"""

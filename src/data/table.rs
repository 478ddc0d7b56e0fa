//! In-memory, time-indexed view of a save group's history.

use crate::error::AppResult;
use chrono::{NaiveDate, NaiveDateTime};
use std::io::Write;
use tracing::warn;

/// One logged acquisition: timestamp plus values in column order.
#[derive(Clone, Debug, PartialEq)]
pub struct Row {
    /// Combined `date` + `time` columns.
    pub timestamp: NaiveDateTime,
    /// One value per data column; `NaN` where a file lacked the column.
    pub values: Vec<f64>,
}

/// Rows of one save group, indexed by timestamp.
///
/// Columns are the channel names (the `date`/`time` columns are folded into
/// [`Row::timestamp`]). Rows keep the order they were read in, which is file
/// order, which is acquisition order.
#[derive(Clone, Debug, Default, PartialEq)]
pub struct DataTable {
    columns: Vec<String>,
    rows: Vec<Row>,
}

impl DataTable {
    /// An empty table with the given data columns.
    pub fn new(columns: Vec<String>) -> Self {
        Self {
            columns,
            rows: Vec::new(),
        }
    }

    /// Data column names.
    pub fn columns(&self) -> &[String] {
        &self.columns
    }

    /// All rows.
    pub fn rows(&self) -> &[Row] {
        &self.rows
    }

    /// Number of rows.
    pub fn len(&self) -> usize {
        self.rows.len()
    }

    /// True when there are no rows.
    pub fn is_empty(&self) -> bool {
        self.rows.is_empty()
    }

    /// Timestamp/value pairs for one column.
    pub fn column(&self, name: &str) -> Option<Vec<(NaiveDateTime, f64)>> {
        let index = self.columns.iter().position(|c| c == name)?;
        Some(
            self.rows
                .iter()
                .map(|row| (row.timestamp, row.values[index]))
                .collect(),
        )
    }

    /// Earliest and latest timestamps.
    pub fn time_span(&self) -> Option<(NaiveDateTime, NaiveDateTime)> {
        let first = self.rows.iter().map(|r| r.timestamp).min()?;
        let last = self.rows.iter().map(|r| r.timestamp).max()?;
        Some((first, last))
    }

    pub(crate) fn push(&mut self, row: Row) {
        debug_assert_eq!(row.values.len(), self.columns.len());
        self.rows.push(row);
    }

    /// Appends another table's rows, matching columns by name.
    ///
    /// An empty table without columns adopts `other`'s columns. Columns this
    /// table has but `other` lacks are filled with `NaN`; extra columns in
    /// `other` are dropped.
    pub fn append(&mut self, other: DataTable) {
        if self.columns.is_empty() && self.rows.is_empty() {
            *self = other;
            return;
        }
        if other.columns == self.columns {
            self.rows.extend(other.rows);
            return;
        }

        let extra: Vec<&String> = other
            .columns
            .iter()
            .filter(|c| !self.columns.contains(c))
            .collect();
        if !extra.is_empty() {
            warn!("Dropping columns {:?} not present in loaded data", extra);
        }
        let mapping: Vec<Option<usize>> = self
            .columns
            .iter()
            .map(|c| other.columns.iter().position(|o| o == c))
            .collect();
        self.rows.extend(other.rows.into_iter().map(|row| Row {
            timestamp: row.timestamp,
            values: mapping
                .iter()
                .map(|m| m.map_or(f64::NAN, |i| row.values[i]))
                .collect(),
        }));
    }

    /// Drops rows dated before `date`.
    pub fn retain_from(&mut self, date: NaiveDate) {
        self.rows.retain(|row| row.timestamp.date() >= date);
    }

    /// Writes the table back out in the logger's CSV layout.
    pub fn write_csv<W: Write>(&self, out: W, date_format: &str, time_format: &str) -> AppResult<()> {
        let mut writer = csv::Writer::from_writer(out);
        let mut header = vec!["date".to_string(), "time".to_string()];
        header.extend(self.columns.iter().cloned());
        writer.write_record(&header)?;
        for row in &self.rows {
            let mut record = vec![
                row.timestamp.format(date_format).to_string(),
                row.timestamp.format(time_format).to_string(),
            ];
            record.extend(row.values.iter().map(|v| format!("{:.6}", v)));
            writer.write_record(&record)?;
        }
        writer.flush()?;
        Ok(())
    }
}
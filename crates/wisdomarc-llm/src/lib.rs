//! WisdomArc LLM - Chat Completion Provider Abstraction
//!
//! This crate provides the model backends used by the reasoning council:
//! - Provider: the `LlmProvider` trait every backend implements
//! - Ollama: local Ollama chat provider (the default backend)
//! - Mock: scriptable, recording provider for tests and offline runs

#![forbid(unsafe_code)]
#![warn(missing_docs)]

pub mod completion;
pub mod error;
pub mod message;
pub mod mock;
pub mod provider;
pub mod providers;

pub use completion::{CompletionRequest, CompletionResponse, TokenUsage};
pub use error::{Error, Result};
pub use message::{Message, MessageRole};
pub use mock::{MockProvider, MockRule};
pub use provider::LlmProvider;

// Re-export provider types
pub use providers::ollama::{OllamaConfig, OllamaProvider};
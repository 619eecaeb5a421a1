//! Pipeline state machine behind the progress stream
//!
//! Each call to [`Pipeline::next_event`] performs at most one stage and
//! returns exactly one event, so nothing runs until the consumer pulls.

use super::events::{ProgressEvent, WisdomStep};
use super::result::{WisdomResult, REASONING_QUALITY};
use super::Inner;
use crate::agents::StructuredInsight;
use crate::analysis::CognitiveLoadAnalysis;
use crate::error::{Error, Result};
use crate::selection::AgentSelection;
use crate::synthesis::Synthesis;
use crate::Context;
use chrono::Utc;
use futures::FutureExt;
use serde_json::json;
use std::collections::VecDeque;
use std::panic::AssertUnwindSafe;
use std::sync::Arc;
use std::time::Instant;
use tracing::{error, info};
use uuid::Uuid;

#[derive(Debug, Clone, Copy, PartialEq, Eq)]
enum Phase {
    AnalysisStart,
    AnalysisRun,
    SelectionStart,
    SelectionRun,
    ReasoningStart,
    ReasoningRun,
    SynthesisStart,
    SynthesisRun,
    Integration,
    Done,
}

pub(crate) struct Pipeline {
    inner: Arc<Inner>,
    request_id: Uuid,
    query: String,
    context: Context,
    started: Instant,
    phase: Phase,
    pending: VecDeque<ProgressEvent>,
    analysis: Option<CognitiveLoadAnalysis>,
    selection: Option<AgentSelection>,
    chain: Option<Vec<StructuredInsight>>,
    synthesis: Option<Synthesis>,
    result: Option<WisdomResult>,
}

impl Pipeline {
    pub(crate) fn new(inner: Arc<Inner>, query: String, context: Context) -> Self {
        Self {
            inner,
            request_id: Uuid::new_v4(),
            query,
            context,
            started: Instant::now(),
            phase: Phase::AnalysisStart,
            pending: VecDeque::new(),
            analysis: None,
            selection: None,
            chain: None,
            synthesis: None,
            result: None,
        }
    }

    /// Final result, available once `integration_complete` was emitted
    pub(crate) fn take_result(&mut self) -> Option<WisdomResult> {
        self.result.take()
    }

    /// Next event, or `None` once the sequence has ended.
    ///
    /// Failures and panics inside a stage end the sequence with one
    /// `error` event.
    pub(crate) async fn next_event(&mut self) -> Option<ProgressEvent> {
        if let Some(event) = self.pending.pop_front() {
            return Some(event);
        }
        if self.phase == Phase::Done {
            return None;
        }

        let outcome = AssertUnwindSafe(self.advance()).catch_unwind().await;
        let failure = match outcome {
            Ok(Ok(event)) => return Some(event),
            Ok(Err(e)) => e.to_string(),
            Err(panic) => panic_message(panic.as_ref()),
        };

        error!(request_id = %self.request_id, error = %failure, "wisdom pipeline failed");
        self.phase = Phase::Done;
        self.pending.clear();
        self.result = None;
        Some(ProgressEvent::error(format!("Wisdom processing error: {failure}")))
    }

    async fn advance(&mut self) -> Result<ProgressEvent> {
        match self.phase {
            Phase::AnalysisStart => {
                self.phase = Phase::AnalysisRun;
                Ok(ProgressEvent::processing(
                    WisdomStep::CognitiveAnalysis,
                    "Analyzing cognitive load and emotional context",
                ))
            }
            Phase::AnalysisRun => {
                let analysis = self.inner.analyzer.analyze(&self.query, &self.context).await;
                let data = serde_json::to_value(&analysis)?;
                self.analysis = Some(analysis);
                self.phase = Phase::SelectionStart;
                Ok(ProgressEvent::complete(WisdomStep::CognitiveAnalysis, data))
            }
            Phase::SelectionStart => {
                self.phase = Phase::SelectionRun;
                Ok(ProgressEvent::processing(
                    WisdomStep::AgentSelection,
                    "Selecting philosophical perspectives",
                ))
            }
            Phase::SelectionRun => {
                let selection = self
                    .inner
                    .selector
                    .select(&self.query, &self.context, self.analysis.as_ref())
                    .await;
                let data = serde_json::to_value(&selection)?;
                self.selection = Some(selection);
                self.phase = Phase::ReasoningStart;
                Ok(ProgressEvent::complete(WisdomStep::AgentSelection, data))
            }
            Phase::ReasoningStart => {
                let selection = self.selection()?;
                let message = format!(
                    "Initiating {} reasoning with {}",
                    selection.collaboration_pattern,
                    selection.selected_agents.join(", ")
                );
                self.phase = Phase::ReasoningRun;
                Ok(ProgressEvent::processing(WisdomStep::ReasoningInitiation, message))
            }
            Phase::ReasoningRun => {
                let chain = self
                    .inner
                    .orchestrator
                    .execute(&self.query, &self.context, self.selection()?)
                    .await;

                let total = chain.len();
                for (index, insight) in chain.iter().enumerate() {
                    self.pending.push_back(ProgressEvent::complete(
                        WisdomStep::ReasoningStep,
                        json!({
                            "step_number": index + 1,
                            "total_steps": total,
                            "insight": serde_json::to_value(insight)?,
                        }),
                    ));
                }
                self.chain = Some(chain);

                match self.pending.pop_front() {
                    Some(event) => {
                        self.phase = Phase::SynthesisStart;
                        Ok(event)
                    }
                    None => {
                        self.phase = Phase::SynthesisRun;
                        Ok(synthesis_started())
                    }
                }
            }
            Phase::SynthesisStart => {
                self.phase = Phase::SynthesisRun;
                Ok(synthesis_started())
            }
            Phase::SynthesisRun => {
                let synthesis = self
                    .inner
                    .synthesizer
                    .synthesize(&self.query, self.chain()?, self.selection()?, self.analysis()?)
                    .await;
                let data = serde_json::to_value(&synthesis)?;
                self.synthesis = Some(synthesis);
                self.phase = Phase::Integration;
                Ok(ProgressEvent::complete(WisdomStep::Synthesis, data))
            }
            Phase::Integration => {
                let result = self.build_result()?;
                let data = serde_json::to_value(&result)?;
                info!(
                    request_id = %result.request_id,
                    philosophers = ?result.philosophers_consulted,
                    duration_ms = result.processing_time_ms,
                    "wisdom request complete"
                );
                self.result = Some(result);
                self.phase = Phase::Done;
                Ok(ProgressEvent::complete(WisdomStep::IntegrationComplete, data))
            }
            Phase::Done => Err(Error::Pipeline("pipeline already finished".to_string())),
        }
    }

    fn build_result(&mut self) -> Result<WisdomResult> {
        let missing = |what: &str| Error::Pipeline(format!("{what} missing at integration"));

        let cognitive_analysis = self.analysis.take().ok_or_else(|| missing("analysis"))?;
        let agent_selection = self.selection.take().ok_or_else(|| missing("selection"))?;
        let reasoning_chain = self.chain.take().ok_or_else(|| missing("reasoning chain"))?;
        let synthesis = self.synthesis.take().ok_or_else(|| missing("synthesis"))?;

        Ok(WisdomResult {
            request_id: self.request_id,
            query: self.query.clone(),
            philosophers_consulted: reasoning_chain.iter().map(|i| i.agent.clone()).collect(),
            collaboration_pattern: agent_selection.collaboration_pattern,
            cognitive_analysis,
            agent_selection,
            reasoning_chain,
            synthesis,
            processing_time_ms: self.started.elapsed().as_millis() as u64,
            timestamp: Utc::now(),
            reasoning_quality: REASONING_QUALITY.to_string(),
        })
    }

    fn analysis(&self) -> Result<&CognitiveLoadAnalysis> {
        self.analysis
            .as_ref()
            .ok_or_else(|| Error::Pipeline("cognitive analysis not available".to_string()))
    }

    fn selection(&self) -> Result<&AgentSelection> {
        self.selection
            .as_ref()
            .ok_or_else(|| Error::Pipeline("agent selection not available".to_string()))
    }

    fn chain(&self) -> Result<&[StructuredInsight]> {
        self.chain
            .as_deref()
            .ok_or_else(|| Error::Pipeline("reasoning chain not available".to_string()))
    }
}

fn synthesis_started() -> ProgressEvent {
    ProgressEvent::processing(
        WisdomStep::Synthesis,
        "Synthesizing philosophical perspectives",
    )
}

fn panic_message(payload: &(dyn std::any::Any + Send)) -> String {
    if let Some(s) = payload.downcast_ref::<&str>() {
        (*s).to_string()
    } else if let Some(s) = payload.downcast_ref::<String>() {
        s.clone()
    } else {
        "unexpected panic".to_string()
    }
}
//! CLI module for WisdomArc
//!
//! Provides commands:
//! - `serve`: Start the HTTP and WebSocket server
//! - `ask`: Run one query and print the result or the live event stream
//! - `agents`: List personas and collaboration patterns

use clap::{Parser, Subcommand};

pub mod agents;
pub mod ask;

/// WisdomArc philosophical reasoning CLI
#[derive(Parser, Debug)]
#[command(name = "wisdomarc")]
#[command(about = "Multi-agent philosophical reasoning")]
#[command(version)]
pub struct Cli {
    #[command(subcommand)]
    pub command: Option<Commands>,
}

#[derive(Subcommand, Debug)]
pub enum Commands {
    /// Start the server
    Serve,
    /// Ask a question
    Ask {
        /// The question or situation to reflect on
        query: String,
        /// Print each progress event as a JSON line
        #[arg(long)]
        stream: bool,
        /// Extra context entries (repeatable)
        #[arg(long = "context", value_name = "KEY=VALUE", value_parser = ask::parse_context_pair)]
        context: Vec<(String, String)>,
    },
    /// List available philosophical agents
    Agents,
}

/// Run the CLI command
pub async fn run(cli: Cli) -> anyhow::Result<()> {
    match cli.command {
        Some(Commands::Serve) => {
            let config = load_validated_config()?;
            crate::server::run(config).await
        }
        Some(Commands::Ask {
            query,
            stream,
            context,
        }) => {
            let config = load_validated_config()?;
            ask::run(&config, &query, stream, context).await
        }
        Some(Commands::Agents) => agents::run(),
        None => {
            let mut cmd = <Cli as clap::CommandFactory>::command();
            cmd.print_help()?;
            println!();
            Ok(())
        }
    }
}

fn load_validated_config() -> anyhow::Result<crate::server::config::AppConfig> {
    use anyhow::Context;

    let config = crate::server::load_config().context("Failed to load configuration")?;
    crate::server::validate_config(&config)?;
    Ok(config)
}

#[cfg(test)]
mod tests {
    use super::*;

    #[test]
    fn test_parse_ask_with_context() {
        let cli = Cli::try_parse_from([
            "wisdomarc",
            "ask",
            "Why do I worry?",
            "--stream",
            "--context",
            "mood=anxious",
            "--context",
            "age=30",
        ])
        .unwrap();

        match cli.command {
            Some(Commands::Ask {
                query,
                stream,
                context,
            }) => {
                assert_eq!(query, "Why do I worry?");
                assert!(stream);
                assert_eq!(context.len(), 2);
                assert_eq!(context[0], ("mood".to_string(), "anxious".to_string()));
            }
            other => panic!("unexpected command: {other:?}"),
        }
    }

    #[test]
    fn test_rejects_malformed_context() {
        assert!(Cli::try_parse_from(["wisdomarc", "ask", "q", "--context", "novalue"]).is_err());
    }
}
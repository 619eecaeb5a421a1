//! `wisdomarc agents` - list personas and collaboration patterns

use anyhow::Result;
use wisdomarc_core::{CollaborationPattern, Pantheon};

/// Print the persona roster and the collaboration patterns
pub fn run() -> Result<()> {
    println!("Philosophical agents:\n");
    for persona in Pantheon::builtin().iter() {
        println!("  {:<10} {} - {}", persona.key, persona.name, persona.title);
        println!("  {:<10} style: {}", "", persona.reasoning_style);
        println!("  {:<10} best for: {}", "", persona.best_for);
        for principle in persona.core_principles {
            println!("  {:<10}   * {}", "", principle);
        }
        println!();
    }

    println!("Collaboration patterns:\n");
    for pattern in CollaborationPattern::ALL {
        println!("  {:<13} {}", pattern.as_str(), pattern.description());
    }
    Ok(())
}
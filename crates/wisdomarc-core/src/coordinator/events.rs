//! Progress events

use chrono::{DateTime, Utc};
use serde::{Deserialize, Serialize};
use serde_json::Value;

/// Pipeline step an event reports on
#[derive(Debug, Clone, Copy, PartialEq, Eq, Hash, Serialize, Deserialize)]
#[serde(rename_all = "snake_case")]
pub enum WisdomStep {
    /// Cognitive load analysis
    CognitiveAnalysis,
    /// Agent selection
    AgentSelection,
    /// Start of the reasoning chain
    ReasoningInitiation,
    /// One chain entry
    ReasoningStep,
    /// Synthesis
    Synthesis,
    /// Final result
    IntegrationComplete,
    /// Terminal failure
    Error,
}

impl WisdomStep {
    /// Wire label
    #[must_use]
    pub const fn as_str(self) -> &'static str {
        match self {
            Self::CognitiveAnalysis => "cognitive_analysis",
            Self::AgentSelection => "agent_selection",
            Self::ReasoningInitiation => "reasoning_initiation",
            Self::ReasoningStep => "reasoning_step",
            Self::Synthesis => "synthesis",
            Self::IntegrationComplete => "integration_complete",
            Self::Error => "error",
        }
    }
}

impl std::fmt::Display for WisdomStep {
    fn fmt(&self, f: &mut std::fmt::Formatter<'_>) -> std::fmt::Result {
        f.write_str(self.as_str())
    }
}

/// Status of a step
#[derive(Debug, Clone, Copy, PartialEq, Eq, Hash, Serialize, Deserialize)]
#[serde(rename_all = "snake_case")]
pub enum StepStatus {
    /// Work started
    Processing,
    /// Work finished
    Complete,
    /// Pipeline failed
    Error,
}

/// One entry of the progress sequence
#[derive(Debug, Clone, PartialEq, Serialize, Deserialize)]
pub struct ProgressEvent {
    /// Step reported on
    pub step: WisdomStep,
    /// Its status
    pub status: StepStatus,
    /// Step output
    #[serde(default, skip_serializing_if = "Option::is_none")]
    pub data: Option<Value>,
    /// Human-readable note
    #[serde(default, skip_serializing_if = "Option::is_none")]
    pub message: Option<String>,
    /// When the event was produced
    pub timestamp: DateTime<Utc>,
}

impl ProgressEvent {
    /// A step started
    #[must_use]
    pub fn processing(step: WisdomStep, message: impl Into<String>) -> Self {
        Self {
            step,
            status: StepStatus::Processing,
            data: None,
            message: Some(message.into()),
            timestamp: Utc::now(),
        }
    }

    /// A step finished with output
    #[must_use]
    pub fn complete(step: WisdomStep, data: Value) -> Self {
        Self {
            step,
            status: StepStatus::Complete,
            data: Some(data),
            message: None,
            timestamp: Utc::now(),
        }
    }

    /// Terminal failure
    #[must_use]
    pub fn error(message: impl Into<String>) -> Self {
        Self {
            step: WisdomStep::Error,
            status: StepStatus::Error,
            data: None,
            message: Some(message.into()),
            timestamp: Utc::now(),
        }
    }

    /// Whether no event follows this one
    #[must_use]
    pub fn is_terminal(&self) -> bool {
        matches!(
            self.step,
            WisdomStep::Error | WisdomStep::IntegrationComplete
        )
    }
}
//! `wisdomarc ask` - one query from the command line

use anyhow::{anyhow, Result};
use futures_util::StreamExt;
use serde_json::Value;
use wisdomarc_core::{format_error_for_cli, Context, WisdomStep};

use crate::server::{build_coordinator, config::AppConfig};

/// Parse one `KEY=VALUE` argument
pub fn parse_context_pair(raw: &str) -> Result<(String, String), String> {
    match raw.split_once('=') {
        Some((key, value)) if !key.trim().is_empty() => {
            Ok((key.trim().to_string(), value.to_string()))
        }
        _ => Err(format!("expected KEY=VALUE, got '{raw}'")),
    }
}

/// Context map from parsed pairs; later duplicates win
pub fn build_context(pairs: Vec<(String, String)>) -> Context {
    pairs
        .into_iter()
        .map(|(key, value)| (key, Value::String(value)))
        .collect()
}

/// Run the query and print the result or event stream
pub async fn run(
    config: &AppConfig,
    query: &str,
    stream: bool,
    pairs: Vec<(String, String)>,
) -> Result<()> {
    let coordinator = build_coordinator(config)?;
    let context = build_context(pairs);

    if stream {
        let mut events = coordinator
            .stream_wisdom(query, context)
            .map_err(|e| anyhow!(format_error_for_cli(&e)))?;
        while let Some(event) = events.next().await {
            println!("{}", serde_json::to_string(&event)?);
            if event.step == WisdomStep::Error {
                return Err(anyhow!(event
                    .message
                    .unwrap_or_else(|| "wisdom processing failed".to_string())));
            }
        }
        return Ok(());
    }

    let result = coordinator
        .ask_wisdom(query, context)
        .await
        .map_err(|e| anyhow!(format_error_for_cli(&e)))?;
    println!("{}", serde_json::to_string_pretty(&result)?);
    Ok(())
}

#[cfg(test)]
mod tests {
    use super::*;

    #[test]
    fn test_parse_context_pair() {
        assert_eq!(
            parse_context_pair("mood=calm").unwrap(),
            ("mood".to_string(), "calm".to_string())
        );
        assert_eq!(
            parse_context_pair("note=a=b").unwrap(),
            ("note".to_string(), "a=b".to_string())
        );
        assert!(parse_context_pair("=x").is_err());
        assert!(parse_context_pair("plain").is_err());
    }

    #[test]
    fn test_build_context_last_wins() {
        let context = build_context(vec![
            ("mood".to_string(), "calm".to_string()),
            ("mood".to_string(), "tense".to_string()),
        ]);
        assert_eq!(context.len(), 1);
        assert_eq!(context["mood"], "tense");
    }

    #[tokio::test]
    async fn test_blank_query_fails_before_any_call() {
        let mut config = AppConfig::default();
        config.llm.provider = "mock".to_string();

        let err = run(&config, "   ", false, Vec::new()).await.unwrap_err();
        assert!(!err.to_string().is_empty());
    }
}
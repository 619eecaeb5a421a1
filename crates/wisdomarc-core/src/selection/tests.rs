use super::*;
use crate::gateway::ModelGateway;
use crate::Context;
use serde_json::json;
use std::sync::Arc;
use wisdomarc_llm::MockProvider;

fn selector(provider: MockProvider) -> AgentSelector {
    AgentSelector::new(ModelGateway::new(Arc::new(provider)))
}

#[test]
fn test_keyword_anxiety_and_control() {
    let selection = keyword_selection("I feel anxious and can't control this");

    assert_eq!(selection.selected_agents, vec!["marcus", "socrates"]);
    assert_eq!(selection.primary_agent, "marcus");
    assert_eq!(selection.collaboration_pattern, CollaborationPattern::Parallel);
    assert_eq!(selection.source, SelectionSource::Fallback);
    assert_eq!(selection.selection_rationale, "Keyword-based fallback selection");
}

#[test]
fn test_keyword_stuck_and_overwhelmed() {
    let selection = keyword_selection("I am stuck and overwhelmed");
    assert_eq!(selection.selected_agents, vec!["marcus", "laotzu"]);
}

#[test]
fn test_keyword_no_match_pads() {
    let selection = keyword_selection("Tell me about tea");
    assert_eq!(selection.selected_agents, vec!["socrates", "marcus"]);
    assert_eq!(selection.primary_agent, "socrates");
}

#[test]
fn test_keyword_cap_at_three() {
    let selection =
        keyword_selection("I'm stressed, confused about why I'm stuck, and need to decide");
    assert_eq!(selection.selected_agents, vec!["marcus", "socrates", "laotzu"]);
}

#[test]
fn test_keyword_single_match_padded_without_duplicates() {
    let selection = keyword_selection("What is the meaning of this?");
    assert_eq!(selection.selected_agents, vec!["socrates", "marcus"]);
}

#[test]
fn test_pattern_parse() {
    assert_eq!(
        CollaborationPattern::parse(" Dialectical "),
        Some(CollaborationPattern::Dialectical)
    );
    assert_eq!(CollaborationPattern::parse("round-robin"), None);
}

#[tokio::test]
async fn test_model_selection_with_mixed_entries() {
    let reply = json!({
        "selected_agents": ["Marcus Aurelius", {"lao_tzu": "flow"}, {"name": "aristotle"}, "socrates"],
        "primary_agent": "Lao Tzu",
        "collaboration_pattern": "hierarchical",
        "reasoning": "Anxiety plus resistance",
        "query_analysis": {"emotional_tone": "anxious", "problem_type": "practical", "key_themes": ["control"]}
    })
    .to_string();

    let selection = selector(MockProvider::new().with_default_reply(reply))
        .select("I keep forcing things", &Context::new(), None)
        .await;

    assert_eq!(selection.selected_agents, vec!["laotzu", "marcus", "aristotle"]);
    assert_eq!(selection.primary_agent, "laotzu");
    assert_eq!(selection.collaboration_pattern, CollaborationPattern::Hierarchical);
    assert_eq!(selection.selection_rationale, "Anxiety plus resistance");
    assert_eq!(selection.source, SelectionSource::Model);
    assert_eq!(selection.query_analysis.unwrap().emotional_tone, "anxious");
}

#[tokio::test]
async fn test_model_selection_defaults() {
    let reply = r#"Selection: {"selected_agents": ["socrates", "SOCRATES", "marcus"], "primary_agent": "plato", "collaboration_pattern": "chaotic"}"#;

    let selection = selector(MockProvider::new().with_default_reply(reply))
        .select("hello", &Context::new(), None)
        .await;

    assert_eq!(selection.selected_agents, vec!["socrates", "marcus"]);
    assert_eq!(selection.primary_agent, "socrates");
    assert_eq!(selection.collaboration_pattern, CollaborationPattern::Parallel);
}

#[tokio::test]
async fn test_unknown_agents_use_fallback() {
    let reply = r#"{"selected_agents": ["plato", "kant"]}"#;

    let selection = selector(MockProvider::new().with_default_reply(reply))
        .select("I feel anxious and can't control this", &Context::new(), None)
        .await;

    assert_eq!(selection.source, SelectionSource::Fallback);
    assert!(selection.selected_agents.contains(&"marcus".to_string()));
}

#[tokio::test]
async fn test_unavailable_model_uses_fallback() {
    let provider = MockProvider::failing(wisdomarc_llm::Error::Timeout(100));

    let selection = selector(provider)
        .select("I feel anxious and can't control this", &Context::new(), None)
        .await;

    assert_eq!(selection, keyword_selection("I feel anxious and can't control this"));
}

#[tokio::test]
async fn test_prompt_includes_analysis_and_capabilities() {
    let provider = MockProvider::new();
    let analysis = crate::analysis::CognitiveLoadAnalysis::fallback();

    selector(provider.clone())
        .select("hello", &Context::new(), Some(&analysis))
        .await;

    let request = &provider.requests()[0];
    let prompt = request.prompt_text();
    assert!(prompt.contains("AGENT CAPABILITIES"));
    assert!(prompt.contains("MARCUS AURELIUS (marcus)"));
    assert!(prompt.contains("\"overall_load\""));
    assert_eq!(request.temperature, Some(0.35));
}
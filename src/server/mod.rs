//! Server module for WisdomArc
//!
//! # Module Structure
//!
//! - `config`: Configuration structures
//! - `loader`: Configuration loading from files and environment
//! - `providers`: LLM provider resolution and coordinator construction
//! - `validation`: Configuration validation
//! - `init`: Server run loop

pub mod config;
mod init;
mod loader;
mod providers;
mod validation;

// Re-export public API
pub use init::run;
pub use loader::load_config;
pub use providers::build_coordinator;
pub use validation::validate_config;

"""

§ **Required work**: Beginning at the line with "Number of rows." and ending at the line with "columns. Columns this", reproduce each line of the data above exactly, and add no other lines.

§ **Response to this task**:
    /// Number of rows.
    pub fn len(&self) -> usize {
        self.rows.len()
    }

    /// True when there are no rows.
    pub fn is_empty(&self) -> bool {
        self.rows.is_empty()
    }

    /// Timestamp/value pairs for one column.
    pub fn column(&self, name: &str) -> Option<Vec<(NaiveDateTime, f64)>> {
        let index = self.columns.iter().position(|c| c == name)?;
        Some(
            self.rows
                .iter()
                .map(|row| (row.timestamp, row.values[index]))
                .collect(),
        )
    }

    /// Earliest and latest timestamps.
    pub fn time_span(&self) -> Option<(NaiveDateTime, NaiveDateTime)> {
        let first = self.rows.iter().map(|r| r.timestamp).min()?;
        let last = self.rows.iter().map(|r| r.timestamp).max()?;
        Some((first, last))
    }

    pub(crate) fn push(&mut self, row: Row) {
        debug_assert_eq!(row.values.len(), self.columns.len());
        self.rows.push(row);
    }

    /// Appends another table's rows, matching columns by name.
    ///
    /// An empty table without columns adopts `other`'s columns. Columns this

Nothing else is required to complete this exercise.